Baum-Welch (BW) algorithm#

Can we use MLE?#

  • If the training data contained state sequences, we could simply do maximum likelihood estimation, as we did in the last lecture.

  • But when we are only given observations, we cannot count the following:

    • How often \(q_{i-1}\) and \(q_i\) occur together normalized by how often \(q_{i-1}\) occurs: \(p(q_i|q_{i-1}) = \frac{Count(q_{i-1} q_i)}{Count(q_{i-1} \text{ANY STATE })}\)

    • How often \(q_i\) is associated with the observation \(o_i\).
      \(p(o_i|q_{i}) = \frac{Count(o_i \text{ and } q_i)}{Count(q_{i})}\)

Solution: iterative unsupervised approach#

  • Iterative approach.

  • We guess the counts and iterate.

  • Unsupervised HMM training is done using a combination of the forward and the backward algorithms.

  • The idea is that we can combine \(\alpha\) and \(\beta\) at any point in time to represent the probability of an entire observation sequence.

What do we have so far?#

  • \(\alpha_i(t)\) gives us the probability of being in state \(i\) at time \(t\) knowing everything that came till time \(t\).
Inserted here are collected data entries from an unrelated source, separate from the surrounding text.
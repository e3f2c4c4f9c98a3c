//! # geotrack CLI
//!
//! Command-line entry point.
//!
//! Provides:
//! - Configuration loading and validation
//! - Pipeline orchestration and lifecycle management
//! - Graceful shutdown handling

mod cli;
mod commands;
mod error;
mod pipeline;

use anyhow::Result;
use clap::Parser;
use observability::ObservabilityConfig;
use tracing::info;

use cli::{Cli, Commands};
use commands::{run_info, run_pipeline, run_validate};

#[tokio::main]
async fn main() -> Result<()> {
    // Load .env file if present
    dotenvy::dotenv().ok();

    let cli = Cli::parse();

    init_logging(&cli)?;

    info!(version = env!("CARGO_PKG_VERSION"), "geotrack starting");

    let result = match &cli.command {
        Commands::Run(args) => run_pipeline(args).await,
        Commands::Validate(args) => run_validate(args),
        Commands::Info(args) => run_info(args),
    };

    if let Err(ref e) = result {
        tracing::error!(error = %e, "Command failed");
    }

    result
}

/// Initialize logging based on CLI options
///
/// The Prometheus exporter is started later by `run` when requested.
fn init_logging(cli: &Cli) -> Result<()> {
    let default_log_level = if cli.quiet {
        "warn"
    } else {
        match cli.verbose {
            0 => "info",
            1 => "debug",
            _ => "trace",
        }
    };

    observability::init_with_config(ObservabilityConfig {
        log_format: cli.log_format.into(),
        metrics_port: None,
        default_log_level: default_log_level.to_string(),
    })
}
//! # Ingestion Pipeline
//!
//! Telemetry and video acquisition.
//!
//! Responsibilities:
//! - Register telemetry / video feeds (mock and real share one interface)
//! - Keep only the freshest value per telemetry channel and the freshest frame
//! - Stamp frames with a per-source sequence number
//! - Count received samples
//!
//! Readers never block writers and never see a partially written value: each
//! cell swaps whole `Arc`s.
//!
//! ## Usage Example
//!
//! ```ignore
//! use ingestion::{IngestionPipeline, MockTelemetryFeed, MockVideoFeed};
//!
//! let mut pipeline = IngestionPipeline::new();
//! pipeline.register_telemetry_feed(Box::new(MockTelemetryFeed::hovering("link", 20.0, home)))?;
//! pipeline.register_video_feed(Box::new(MockVideoFeed::camera("cam", 10.0, 640, 480)))?;
//! pipeline.start_all();
//!
//! let telemetry = pipeline.telemetry().clone();
//! let state = telemetry.vehicle_state()?;
//! ```

mod cell;
mod error;
mod metrics;
mod mock;
mod pipeline;
mod telemetry;
mod video;

// Re-exports
pub use cell::LatestCell;
pub use error::{IngestionError, Result};
pub use crate::metrics::{IngestionMetrics, MetricsSnapshot};
pub use mock::{MockTelemetryConfig, MockTelemetryFeed, MockVideoConfig, MockVideoFeed};
pub use pipeline::IngestionPipeline;
pub use telemetry::TelemetrySource;
pub use video::VideoSource;
//! # Contracts
//!
//! Frozen interface contracts shared by every crate of the pipeline: telemetry
//! and frame types, detector/tracker/terrain capabilities, the published
//! snapshot, operator commands and the mission blueprint.
//! Business crates depend on this crate only; reverse dependencies are prohibited.
//!
//! ## Units
//! - Angles are radians, except latitude/longitude which are degrees
//! - Heading is clockwise from true north
//! - Altitudes and elevations share one vertical datum (metres)

mod blueprint;
mod capability;
mod command;
mod error;
mod feed;
mod frame;
mod geo;
mod iteration;
mod settings;
mod sink;
mod snapshot;
mod telemetry;
mod track;

pub use blueprint::*;
pub use capability::{DetectionParams, Detector, TerrainModel, Tracker};
pub use command::*;
pub use error::*;
pub use feed::{FrameCallback, TelemetryCallback, TelemetryFeed, VideoFeed};
pub use frame::*;
pub use geo::GeoPoint;
pub use iteration::IterationMeta;
pub use settings::DetectionSettings;
pub use sink::*;
pub use snapshot::*;
pub use telemetry::*;
pub use track::*;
  • \(\beta_i(t)\) gives us the probability of being in state \(i\) at time \(t\) knowing what’s going to come in the future.

Source

Combing \(\alpha\) and \(\beta\)#

  • We define one more parameter \(\gamma_i(t)\), which is a fusion of the \(\alpha_i(t)\) and the \(\beta_i(t)\) parameters.

  • \(\gamma_i(t)\) tells us the probability of being in a state \(i\) at time \(t\) knowing everything that came till time step \(t\) and everything that’s coming in the future.

Source

How to calculate \(\gamma_i(t)\)?#

  • What’s the probability of being in state \(i\) at time \(t\) and given the entire observation sequence \(O\)?

(26)#\[\begin{equation} \begin{split} \gamma_i(t) = & \frac{P(q_t = i, O; \theta)}{P(O;\theta)}\\ = & \frac{\alpha_i(t) \beta_i(t)}{\sum_{i=1}^{N}\alpha_i(t)\beta_i(t)} \end{split} \end{equation}\]
  • Note that this is different than just looking at \(\alpha\) or \(\beta\).

  • If you know what came before you might guess some state which is optimal given what you’ve seen so far, but if you also know what’s coming in the future, you might have to revise that guess because what’s coming in future might make the current most likely position not very likely in the global picture.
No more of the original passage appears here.